To this end an information may be filed and prosecuted to judgment; and it was held in State v. St. Paul & Sioux City R. Co., 35 Minn. 222, (28 N. W. Rep. 245,) that a forfeiture under section 11, chapter 76, just quoted, might be enforced by quo warranto in this court. But the general rule is that a corporation is not to be deemed dissolved until a forfeiture is judicially ascertained and adjudged, (People v. Hillsdale, etc., Turnpike, 23 Wend. 254; Bradt v. Benedict, 17 N. Y. 93; Minnesota Cent. Ry. Co. v. Melvin, 21 Minn. 339;) and a cauBe of forfeiture can only be taken advantage of by the state in a direct proceeding for the purpose. Heard v. Talbot, 7 Gray, 113, 120. In a forfeiture for neglect or non-user of corporate privileges at the common law, the court was left to determine whether, under the circumstances of every particular case, the acts and omissions had been such, or had been continued for such length of time, as to warrant a judgment. Harris v. Mississippi Valley, etc., R. Co., 51 Miss. 602; Hart v. Boston, etc., R. Co., 40 Conn. 524. But the statute re-, ferred to expressly provides for a judgment of dissolution of a railroad corporation “which for one year suspends the lawful business of such corporation.” This leaves no room for any discretion on the part of the court, where this fact clearly appears, to refuse judgment of forfeiture. The terms of the statute admit of no excuse or explanation. People v. Northern R. Co., 53 Barb. 98, 123; State v. Building Ass'n, 35 Ohio St. 258, 264; Bradt v. Benedict, 17 N. Y. *25993. Tbe non-user complained of must undoubtedly relate to matters which are of the essence of the contract between the corporation and the state. Com. v. Commercial Bank, 28 Pa. St. 383, 389; Attorney General v. Petersburg, etc., R. Co., 6 Ired. 456, 469; 2 Morawetz, Corp. § 1025.
These railroad corporations were created by the state to maintain, have, use, and operate railroads. This was their lawful business, and the end and object for which they were created, and the consideration and condition upon which they were given their franchises and special privileges, and endowed with land grants. 2 Morawetz, Corp. (2d. Ed.) §§ 1114, 1115. It would seem, therefore, that a suspension of such business by the corporations would necessarily bring the case within the statutes, notwithstanding their reservation of the land grants and franchises upon the sale or transfer by them of the railroads. The right to acquire and dispose of these lands, and the right to hold the same in the mean time exempt from taxation, are corporate franchises, but ancillary and subordinate to the main purpose and object for which the companies were chartered. The failure to discharge their duties to the public, and the non-user or suspension of their principal business as railroad companies, are a sufficient ground for an absolute forfeiture of their corporate rights. Ward v. Sea Ins. Co., 7 Paige, 294; Matter of Jackson Marine Ins. Co., 4 Sandf. Ch. 559; Mickles v. Rochester City Bank, 11 Paige, 118, 126, (42 Am. Dec. 103;) Attorney General v. Petersburg, etc., R. Co., 6 Ired. 456, 469; Heard v. Talbot, 7 Gray, 113, 120.

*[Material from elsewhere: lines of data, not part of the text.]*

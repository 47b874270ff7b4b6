use axum::{
    Json,
    http::StatusCode,
    response::{IntoResponse, Response},
};
use storage_backend::StorageError;
use tracing::warn;

use super::dto::ErrorResponse;

#[derive(Debug)]
pub enum ApiError {
    NotFound(String),
    BadRequest(String),
    Conflict(String),
    Unavailable(String),
}

impl IntoResponse for ApiError {
    fn into_response(self) -> Response {
        let (status, error, details) = match self {
            ApiError::NotFound(msg) => (StatusCode::NOT_FOUND, "Not Found", msg),
            ApiError::BadRequest(msg) => (StatusCode::BAD_REQUEST, "Bad Request", msg),
            ApiError::Conflict(msg) => (StatusCode::CONFLICT, "Write Conflict", msg),
            ApiError::Unavailable(msg) => {
                (StatusCode::SERVICE_UNAVAILABLE, "Backend Unavailable", msg)
            }
        };

        let body = Json(ErrorResponse {
            error: error.to_string(),
            details: Some(details),
        });

        (status, body).into_response()
    }
}

impl From<StorageError> for ApiError {
    fn from(err: StorageError) -> Self {
        match err {
            StorageError::WriteConflict { .. } => ApiError::Conflict(err.to_string()),
            StorageError::ObjectNotFound(_) => ApiError::NotFound(err.to_string()),
            StorageError::StreamAborted { .. } => ApiError::BadRequest(err.to_string()),
            StorageError::BackendUnavailable { .. } => {
                warn!("Storage backend failure: {}", err);
                ApiError::Unavailable(err.to_string())
            }
        }
    }
}

pub type ApiResult<T> = Result<T, ApiError>;

#[cfg(test)]
mod tests {
    use super::*;
    use axum::body::to_bytes;

    async fn error_body(response: Response) -> ErrorResponse {
        let body = to_bytes(response.into_body(), 1024).await.unwrap();
        serde_json::from_slice(&body).unwrap()
    }

    #[tokio::test]
    async fn test_api_error_not_found() {
        let response = ApiError::NotFound("Object not found: a/b".to_string()).into_response();

        assert_eq!(response.status(), StatusCode::NOT_FOUND);

        let error_response = error_body(response).await;
        assert_eq!(error_response.error, "Not Found");
        assert_eq!(
            error_response.details,
            Some("Object not found: a/b".to_string())
        );
    }

    #[tokio::test]
    async fn test_write_conflict_conversion() {
        let storage_err = StorageError::WriteConflict {
            address: "images/bad//key".to_string(),
            reason: "empty path segment".to_string(),
        };
        let response = ApiError::from(storage_err).into_response();

        assert_eq!(response.status(), StatusCode::CONFLICT);

        let error_response = error_body(response).await;
        assert_eq!(error_response.error, "Write Conflict");
        assert!(error_response.details.unwrap().contains("images/bad//key"));
    }

    #[tokio::test]
    async fn test_backend_unavailable_conversion() {
        let storage_err = StorageError::BackendUnavailable {
            address: "images/cat.png".to_string(),
            source: "connection refused".into(),
        };
        let response = ApiError::from(storage_err).into_response();

        assert_eq!(response.status(), StatusCode::SERVICE_UNAVAILABLE);
    }

    #[test]
    fn test_stream_aborted_is_a_bad_request() {
        let storage_err = StorageError::StreamAborted {
            address: "images/cat.png".to_string(),
            reason: "client went away".to_string(),
        };

        match ApiError::from(storage_err) {
            ApiError::BadRequest(msg) => assert!(msg.contains("client went away")),
            other => panic!("Expected BadRequest, got {other:?}"),
        }
    }
}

By the consent of the state such subordinate franchises may exist and continue to be exercised, independently of the franchises to construct and operate railroads. State v. St. Paul & Sioux City R. Co., 35 Minn. 222, (28 N. W. Rep. 245.) But the right to exercise such franchises cannot lawfully survive after a sale of the railroads, and a suspension by the corporations of their principal business, unless by the authority and consent of the state, expressed or clearly implied ; and the consent, ratification, or waiver must be through legislative enactments. The state is not, in such case, bound by the acts of its executive officers. People v. Phoenix Bank, 24 Wend. 431, (35 Am. Dec. 634;) People v. Plank-road Co., 27 Barb. 458; Ang. *260& A. Corp. § 777; People v. Kingston Turnpike Road Co., 23 Wend. 193, 212, (35 Am. Dec. 551.) It is admitted that, in the transfer of the railroads in question, the lands were separated and reserved to the respondents, and the grant and conveyance limited to the railroads and the property appurtenant thereto, and that a portion of the granted lands still remain undisposed of by them.
The discussion in these cases is therefore narrowed down to the question whether the legislature has authorized or consented to such a separation of corporate franchises and the continued existence of the corporations for the purpose of holding and disposing of the granted lands, notwithstanding they had ceased to hold or operate any railroads, or has waived the forfeiture resulting from the suspension by them of their lawful business as railroad companies. The contention of the respondents is that such waiver appears from special acts, and the course of legislation on the subject.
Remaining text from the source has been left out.